Zero-shot learning in traffic safety analysis refers to the setting where the model is expected to perform a task without any examples or explicit training for that specific task. The model relies solely on its pre-existing knowledge to make inference. While few-shot learning involves providing the model with a few examples of the target task before asking it to perform the same task on new instances. The model learns from these few examples and adapts its behavior accordingly. For instance, in crash severity inference, the model may be provided with a few examples of crashes and their corresponding severity outcomes. The model then learns from these examples and reasons the severity outcome of a new, unseen crash. Few-shot learning allows the models to quickly adapt to new tasks or scenarios with minimal training data for diverse real-world applications [18].

2.3. Chain-of-Thoughts (CoT)

A notable distinction between LLMs and conventional machine learning algorithms is the capacity of foundation LLMs to process variably structured input data, specifically prompts, during the inference phase [14]. For inference, LLMs generally precede or prioritize the information provided in the input prompts over the large implicit knowledge gained from the pre-training stage. Consequently, this leads to clear, comprehensive content. This content could encompass domain-specific knowledge, contextual background, or detailed step-by-step reasoning guidance. By doing so, LLMs can be encouraged to disclose their reasoning processes during inference, thereby enhancing the explicability of their outputs. In this paper, we utilize the CoT technique to enable LLMs to generate step-by-step reasoning before providing the final answer, improving their performance on complex reasoning tasks.

Although it is widely recognized that LLMs excel at generating responses reminiscent of human conversation, they often have opacity issues in their reasoning processes. This opacity hinders users’ ability to evaluate the trustworthiness of the responses, particularly in scenarios that necessitate elaborate reasoning.

Formally, let $f_{\theta }$ be a language model and $X=\{(x_1,y_1),(x_2,y_2),\dots ,\left(x_n\right)\}$ be an input prompt, where $(x_i,y_i)$ denotes the i-th example question-response pair. In a standard question-answering scenario, the model output is given by: $y_n=arg{max}_Y{p}_{\theta }\left(Y\right|x_1,y_1,x_2,y_2,\dots ,x_n)$, where $p_{\theta }$ is the predicted probability of the language model $f_{\theta }$. This setting, however, does not provide insights into the reasoning process behind the answer $y_n$. The CoT method extends this by including human-crafted explanations $e_i$ for each example, resulting in a modified input format $X=(x_1,e_1,y_1),(x_2,e_2,y_2),\dots ,\left(x_n\right)$. The model then outputs both the explanation $e_n$ and the answer $y_n$:

$$(e_n,y_n)=arg\underset{Y}{max}{p}_{\theta }\left(Y\right|x_1,e_1,y_1,x_2,e_2,y_2,\dots ,x_n).$$

(2)

However, in practice, it is difficult to obtain sufficient high-quality explanation examples for crash severity classification, while low-quality explanations can harm the CoT performance. Therefore, following strategies in [19], we simply ask LLMs to think step by step to conduct traffic safety analysis and inference. Some template examples are presented in the Section 4. Besides allowing for a more transparent and understandable interaction with LLMs, the CoT approach is also practically useful in several key aspects: (1) Reducing Errors in Crash Risk Assessment: By breaking down complex traffic scenarios, CoT can better understand and reason over specific cases, thus reducing errors in crash risk analysis [14,20,21]. (2) Providing Adjustable Intermediate Steps for Crash Analysis: CoT enables the outlining of traceable intermediate steps within the crash analysis process. This can be helpful in identifying potential biases or errors in the model’s reasoning and allow for more reliable crash risk assessment [22]. By leveraging the CoT approach in traffic safety analysis, we can enhance the interpretability and reliability of crash risk assessment.

2.4. Prompt Engineering (PE)

Prompt engineering is a technique for crafting and refining input prompts for LLMs to enhance their performance on specific tasks.

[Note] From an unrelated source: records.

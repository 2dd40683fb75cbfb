//! TCP order-server: accepts client connections, frames
//! `OrderManagementClientRequest`s, feeds the FIFO sequencer, and writes
//! back `ClientResponse`s with the per-client outbound sequence number as a
//! separate leading write.
//!
//! Grounded on `exchange/order_server/OrderServer.hpp`: `recvCallBack`'s
//! per-client socket binding and strict `expected` sequence check,
//! `recvFinishedCallBack`'s end-of-batch `sequenceAndPublish`, and `run`'s
//! seq-number-then-struct double write on the outbound side. The poll
//! loop/socket wrapper itself is simplified relative to the original
//! `TCPServer`/epoll machinery — out of scope per §1 — but the framing and
//! sequencing semantics it drives are exact.

use std::collections::HashMap;
use std::io::{self, Read, Write};
use std::net::{TcpListener, TcpStream};
use std::sync::atomic::{AtomicBool, Ordering};
use std::sync::Arc;
use std::time::{SystemTime, UNIX_EPOCH};

use crate::fifo_sequencer::FifoSequencer;
use crate::message_codec::{
    decode_order_management_client_request, encode_client_response,
    ORDER_MANAGEMENT_CLIENT_REQUEST_WIRE_SIZE,
};
use crate::ring_queue::RingQueue;
use crate::types::{ClientId, ClientRequest, ClientResponse};

struct ClientConn {
    stream: TcpStream,
    recv_buf: Vec<u8>,
    client_id: Option<ClientId>,
    next_expected_inbound: u64,
    next_outbound: u64,
}

impl ClientConn {
    fn new(stream: TcpStream) -> io::Result<Self> {
        stream.set_nonblocking(true)?;
        Ok(ClientConn {
            stream,
            recv_buf: Vec::new(),
            client_id: None,
            next_expected_inbound: 1,
            next_outbound: 1,
        })
    }
}

fn now_nanos() -> u64 {
    SystemTime::now()
        .duration_since(UNIX_EPOCH)
        .expect("system clock before epoch")
        .as_nanos() as u64
}

pub struct OrderGateway {
    listener: TcpListener,
    conns: Vec<ClientConn>,
    socket_by_client: HashMap<ClientId, usize>,
    fifo: FifoSequencer,
    requests: Arc<RingQueue<ClientRequest>>,
    responses: Arc<RingQueue<ClientResponse>>,
    running: Arc<AtomicBool>,
}

impl OrderGateway {
    pub fn new(
        listener: TcpListener,
        requests: Arc<RingQueue<ClientRequest>>,
        responses: Arc<RingQueue<ClientResponse>>,
    ) -> io::Result<Self> {
        listener.set_nonblocking(true)?;
        Ok(OrderGateway {
            listener,
            conns: Vec::new(),
            socket_by_client: HashMap::new(),
            fifo: FifoSequencer::new(),
            requests,
            responses,
            running: Arc::new(AtomicBool::new(true)),
        })
    }

    pub fn running_handle(&self) -> Arc<AtomicBool> {
        Arc::clone(&self.running)
    }

    /// One iteration of the poll loop: accept new connections, read and
    /// frame each client's pending bytes, publish the batch, then drain and
    /// write back outstanding responses. Intended to be called in a tight
    /// loop on a dedicated thread (§5).
    pub fn poll_once(&mut self) {
        self.accept_pending();
        self.recv_and_sequence();
        self.send_pending_responses();
    }

    fn accept_pending(&mut self) {
        loop {
            match self.listener.accept() {
                Ok((stream, _addr)) => match ClientConn::new(stream) {
                    Ok(conn) => self.conns.push(conn),
                    Err(e) => tracing::warn!("failed to configure accepted client socket: {e}"),
                },
                Err(e) if e.kind() == io::ErrorKind::WouldBlock => break,
                Err(e) => {
                    tracing::warn!("accept() failed: {e}");
                    break;
                }
            }
        }
    }

    fn recv_and_sequence(&mut self) {
        let rx_time = now_nanos();
        for idx in 0..self.conns.len() {
            let mut buf = [0u8; 4096];
            loop {
                let read = match self.conns[idx].stream.read(&mut buf) {
                    Ok(0) => break,
                    Ok(n) => n,
                    Err(e) if e.kind() == io::ErrorKind::WouldBlock => break,
                    Err(_) => break,
                };
                self.conns[idx].recv_buf.extend_from_slice(&buf[..read]);
            }
        }

        for idx in 0..self.conns.len() {
            let mut consumed = 0usize;
            loop {
                let remaining = self.conns[idx].recv_buf.len() - consumed;
                if remaining < ORDER_MANAGEMENT_CLIENT_REQUEST_WIRE_SIZE {
                    break;
                }
                let frame = &self.conns[idx].recv_buf
                    [consumed..consumed + ORDER_MANAGEMENT_CLIENT_REQUEST_WIRE_SIZE];
                let (sequence_number, request) = match decode_order_management_client_request(frame) {
                    Ok(v) => v,
                    Err(e) => {
                        tracing::warn!("malformed order-gateway frame, skipping: {e}");
                        consumed += ORDER_MANAGEMENT_CLIENT_REQUEST_WIRE_SIZE;
                        continue;
                    }
                };
                consumed += ORDER_MANAGEMENT_CLIENT_REQUEST_WIRE_SIZE;

                let conn = &mut self.conns[idx];
                match conn.client_id {
                    None => {
                        conn.client_id = Some(request.client_id);
                        self.socket_by_client.insert(request.client_id, idx);
                    }
                    Some(bound) if bound != request.client_id => {
                        tracing::warn!(
                            "client {} sent a request on a socket bound to client {bound}, dropping",
                            request.client_id
                        );
                        continue;
                    }
                    Some(_) => {}
                }

                let conn = &mut self.conns[idx];
                if sequence_number != conn.next_expected_inbound {
                    tracing::warn!(
                        "client {} sequence mismatch: expected {}, got {sequence_number}; dropping rest of batch",
                        request.client_id,
                        conn.next_expected_inbound
                    );
                    break;
                }
                conn.next_expected_inbound += 1;
                self.fifo.add_client_request(rx_time, request);
            }
            self.conns[idx].recv_buf.drain(0..consumed);
        }

        self.fifo.sequence_and_publish(&self.requests);
    }

    fn send_pending_responses(&mut self) {
        while let Some(response) = self.responses.peek_read() {
            let response = *response;
            if let Some(&idx) = self.socket_by_client.get(&response.client_id) {
                let conn = &mut self.conns[idx];
                let seq = conn.next_outbound;
                let seq_bytes = seq.to_le_bytes();
                let body = encode_client_response(&response);
                if conn.stream.write_all(&seq_bytes).is_err() || conn.stream.write_all(&body).is_err() {
                    tracing::warn!("short/failed write to client {}: fatal per §7", response.client_id);
                    panic!("order gateway write failed for client {}", response.client_id);
                }
                conn.next_outbound += 1;
            }
            self.responses.commit_read();
        }
    }
}

#[cfg(test)]
mod tests {
    use super::*;
    use crate::types::{ClientRequestType, Side};
    use std::net::TcpStream as ClientTcpStream;

    #[test]
    fn accepts_frames_one_request_and_sequences_it() {
        let listener = TcpListener::bind("127.0.0.1:0").unwrap();
        let addr = listener.local_addr().unwrap();
        let requests: Arc<RingQueue<ClientRequest>> = Arc::new(RingQueue::new(8));
        let responses: Arc<RingQueue<ClientResponse>> = Arc::new(RingQueue::new(8));
        let mut gateway = OrderGateway::new(listener, Arc::clone(&requests), Arc::clone(&responses)).unwrap();

        let mut client = ClientTcpStream::connect(addr).unwrap();
        let request = ClientRequest {
            kind: ClientRequestType::New,
            client_id: 7,
            ticker_id: 0,
            order_id: 1,
            side: Side::Buy,
            price: 100,
            quantity: 5,
        };
        let wire = crate::message_codec::encode_order_management_client_request(1, &request);
        client.write_all(&wire).unwrap();

        // Accept + read may need a couple of iterations depending on scheduling.
        for _ in 0..50 {
            gateway.poll_once();
            if !requests.is_empty() {
                break;
            }
            std::thread::sleep(std::time::Duration::from_millis(2));
        }

        let published = requests.pop().expect("request should have been sequenced");
        assert_eq!(published.client_id, 7);
        assert_eq!(published.order_id, 1);
    }
}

It is akin to “asking the right question (prompt) to get the desired answer (response)”. For traffic safety analysis, carefully designed prompts can significantly enhance LLMs’ ability to analyze complex scenarios and provide meaningful insights. Specifically, in the context of crash severity inference, one critical category is ‘Fatal accidents’. However, LLMs often exhibit a tendency to avoid assigning this label to relevant cases. This behavior stems from their alignment training, which generally encourages them to avoid discussing unpleasant subject or potentially unsafe topics [23,24]. Such design constraints present a challenge in accurately inferring severe outcomes for traffic incidents. To address this issue, we found it necessary to rephrase the original ’Fatal accidents’ label using alternative terms. This “soft” approach allows us to maintain inference accuracy while respecting LLMs’ aligned parameters. The specific modifications and their impacts on inference performance are discussed in detail in the Section 4.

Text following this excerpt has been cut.